» **Task prompt**: Reproduce exactly the span of lines that opens with the line containing "ws.reset_counts(1);" and closes with the last line of the entries below.

» **Data for processing**:
------------------------------------------------------------------------

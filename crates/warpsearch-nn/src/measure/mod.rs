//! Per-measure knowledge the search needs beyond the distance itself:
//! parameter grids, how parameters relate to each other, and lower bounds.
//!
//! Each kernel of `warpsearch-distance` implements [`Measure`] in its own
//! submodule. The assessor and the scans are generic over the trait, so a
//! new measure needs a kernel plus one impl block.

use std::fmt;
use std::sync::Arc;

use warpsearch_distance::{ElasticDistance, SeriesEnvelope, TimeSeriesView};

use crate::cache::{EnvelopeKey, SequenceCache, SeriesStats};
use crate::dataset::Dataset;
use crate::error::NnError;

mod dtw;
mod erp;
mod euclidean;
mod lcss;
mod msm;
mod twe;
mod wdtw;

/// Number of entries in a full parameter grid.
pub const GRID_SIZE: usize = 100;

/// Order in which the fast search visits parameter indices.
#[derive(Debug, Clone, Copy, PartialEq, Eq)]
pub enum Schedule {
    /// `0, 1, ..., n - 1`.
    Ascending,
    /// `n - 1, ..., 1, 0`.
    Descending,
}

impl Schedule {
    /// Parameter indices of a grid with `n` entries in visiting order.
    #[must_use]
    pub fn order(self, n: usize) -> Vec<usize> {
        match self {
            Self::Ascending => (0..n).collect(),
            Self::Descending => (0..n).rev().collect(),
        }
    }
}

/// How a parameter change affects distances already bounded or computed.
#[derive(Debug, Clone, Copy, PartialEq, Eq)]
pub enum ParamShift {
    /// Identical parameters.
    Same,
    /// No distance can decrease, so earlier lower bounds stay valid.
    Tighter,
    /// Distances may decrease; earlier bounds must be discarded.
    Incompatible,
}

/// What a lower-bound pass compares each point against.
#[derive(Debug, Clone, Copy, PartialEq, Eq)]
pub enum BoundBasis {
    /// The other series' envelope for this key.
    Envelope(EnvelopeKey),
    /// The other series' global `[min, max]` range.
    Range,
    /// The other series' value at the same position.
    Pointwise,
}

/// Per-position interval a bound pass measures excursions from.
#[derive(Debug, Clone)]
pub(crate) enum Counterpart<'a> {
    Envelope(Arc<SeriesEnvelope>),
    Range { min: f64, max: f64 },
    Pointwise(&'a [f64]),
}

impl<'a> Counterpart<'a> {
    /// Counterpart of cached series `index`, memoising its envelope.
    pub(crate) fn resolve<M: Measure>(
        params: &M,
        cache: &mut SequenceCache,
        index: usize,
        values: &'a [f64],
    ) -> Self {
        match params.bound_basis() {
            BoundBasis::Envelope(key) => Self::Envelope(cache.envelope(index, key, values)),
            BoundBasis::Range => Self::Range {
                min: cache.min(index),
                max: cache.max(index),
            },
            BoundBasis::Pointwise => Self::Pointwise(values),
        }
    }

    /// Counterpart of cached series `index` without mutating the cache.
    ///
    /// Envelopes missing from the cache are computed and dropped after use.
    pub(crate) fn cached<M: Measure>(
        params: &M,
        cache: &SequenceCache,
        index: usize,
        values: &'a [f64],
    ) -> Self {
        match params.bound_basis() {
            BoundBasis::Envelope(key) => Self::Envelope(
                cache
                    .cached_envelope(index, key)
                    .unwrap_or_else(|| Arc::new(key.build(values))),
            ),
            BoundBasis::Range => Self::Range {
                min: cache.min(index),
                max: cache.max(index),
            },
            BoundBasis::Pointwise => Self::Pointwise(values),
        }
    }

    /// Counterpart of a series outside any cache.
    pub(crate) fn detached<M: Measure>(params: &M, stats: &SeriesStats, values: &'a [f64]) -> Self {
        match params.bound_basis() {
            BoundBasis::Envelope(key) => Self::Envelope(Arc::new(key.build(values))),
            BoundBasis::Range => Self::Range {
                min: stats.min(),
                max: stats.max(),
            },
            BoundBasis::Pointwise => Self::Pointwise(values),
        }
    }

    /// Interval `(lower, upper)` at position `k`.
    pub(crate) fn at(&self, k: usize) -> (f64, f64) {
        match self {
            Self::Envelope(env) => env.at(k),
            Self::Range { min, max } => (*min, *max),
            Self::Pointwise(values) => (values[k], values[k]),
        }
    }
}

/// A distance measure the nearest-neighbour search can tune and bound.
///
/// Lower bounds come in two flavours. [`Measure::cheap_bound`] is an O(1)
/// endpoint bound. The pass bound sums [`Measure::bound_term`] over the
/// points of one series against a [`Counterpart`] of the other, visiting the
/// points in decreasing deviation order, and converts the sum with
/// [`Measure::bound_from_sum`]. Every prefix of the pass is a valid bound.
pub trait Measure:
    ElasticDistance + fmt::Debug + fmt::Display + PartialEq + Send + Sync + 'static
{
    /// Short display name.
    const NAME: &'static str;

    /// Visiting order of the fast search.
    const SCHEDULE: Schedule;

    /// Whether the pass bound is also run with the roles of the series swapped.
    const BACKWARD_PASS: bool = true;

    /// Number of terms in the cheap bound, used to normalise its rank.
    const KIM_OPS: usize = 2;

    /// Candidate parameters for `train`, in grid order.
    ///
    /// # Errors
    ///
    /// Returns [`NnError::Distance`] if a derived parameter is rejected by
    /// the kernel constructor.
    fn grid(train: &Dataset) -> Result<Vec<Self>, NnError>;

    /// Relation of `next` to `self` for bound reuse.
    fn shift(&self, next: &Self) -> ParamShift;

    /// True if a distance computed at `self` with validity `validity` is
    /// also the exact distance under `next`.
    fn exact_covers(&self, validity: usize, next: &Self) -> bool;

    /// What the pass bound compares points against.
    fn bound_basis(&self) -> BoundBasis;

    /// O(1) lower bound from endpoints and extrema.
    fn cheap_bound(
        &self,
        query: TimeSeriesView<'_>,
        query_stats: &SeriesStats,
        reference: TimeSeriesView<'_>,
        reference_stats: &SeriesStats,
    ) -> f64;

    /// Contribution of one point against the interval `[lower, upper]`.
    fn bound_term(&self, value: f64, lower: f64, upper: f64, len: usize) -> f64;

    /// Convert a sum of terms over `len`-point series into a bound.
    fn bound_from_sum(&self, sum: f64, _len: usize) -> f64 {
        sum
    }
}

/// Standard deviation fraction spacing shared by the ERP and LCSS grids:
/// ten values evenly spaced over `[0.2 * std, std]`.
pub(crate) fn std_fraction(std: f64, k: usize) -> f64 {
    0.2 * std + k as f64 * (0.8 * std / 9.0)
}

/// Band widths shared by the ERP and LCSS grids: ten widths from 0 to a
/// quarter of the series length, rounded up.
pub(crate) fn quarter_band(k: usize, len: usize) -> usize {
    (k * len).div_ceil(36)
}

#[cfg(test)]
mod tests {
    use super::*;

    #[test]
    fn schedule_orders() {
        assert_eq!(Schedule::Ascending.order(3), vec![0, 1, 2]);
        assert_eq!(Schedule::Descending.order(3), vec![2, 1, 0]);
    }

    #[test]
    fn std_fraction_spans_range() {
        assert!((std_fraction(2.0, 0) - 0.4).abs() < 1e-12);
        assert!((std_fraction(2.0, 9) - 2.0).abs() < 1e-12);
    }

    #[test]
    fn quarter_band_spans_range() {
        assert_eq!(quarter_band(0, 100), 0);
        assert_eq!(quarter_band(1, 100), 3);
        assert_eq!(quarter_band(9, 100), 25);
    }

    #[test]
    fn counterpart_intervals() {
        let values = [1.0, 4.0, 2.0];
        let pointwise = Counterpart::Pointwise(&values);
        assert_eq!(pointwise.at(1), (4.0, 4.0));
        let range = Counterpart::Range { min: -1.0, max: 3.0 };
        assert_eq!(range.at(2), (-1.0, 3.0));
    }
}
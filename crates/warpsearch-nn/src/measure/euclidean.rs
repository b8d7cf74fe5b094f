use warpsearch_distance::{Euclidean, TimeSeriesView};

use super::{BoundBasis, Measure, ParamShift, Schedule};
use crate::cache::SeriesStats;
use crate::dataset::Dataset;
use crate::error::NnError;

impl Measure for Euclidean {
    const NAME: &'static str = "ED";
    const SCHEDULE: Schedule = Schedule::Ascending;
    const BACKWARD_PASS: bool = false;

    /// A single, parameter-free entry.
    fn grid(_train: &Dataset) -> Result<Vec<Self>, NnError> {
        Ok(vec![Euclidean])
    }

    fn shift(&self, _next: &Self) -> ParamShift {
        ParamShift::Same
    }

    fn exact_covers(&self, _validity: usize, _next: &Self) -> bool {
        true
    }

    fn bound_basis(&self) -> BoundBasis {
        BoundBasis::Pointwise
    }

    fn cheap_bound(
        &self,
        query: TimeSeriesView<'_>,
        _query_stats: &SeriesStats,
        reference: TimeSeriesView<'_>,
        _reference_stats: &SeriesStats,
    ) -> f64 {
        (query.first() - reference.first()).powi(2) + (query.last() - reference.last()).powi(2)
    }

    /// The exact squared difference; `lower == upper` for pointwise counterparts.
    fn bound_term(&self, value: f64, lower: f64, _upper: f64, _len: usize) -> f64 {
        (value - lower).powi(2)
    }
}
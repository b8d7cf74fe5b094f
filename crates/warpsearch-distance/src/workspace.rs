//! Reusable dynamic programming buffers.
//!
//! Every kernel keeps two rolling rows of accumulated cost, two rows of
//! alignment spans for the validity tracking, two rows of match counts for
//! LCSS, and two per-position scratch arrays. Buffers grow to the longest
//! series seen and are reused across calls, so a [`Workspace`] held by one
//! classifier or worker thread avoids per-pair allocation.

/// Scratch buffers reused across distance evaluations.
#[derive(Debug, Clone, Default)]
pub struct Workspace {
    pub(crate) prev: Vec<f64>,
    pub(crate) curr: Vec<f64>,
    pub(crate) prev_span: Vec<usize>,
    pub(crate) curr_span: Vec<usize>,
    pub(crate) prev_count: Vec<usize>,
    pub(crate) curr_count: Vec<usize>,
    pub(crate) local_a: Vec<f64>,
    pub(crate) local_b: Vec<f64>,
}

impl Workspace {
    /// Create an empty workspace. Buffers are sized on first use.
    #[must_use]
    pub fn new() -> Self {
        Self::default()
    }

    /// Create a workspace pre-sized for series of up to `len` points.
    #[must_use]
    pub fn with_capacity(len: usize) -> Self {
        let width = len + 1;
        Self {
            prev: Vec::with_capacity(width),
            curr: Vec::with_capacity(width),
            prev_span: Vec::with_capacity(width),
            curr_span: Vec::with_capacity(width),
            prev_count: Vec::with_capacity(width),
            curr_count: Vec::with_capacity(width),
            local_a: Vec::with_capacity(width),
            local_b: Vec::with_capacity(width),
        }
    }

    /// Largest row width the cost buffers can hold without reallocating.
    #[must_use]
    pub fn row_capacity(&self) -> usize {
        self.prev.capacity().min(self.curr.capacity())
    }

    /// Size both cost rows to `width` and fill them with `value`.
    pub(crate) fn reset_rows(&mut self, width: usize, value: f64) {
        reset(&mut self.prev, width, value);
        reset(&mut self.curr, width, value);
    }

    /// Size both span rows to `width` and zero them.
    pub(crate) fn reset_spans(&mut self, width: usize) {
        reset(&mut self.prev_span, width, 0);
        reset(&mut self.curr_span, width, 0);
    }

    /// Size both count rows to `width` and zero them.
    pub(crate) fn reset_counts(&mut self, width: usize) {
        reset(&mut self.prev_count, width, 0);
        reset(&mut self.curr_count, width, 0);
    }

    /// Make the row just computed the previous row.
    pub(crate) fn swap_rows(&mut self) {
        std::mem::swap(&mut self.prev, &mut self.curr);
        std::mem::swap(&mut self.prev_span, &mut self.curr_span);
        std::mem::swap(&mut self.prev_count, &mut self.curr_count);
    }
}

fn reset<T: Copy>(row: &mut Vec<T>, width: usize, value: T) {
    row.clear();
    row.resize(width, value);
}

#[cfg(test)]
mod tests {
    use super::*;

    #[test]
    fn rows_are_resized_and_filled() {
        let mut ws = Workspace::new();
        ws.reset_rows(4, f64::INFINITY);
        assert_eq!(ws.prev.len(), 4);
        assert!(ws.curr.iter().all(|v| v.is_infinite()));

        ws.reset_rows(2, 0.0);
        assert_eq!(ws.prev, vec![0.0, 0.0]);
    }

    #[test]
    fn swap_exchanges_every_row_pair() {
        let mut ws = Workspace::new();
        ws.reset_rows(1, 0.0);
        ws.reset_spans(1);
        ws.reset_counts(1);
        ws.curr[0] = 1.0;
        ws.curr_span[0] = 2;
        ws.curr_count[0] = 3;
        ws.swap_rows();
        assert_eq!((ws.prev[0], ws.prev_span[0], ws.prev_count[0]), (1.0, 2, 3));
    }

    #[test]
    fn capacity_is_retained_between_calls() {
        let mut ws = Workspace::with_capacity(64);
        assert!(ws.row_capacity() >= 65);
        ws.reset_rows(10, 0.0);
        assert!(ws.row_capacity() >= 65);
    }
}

------------------------------------------------------------------------

» **Solved exercise**:
        ws.reset_counts(1);
        ws.curr[0] = 1.0;
        ws.curr_span[0] = 2;
        ws.curr_count[0] = 3;
        ws.swap_rows();
        assert_eq!((ws.prev[0], ws.prev_span[0], ws.prev_count[0]), (1.0, 2, 3));
    }

    #[test]
    fn capacity_is_retained_between_calls() {
        let mut ws = Workspace::with_capacity(64);
        assert!(ws.row_capacity() >= 65);
        ws.reset_rows(10, 0.0);
        assert!(ws.row_capacity() >= 65);
    }
}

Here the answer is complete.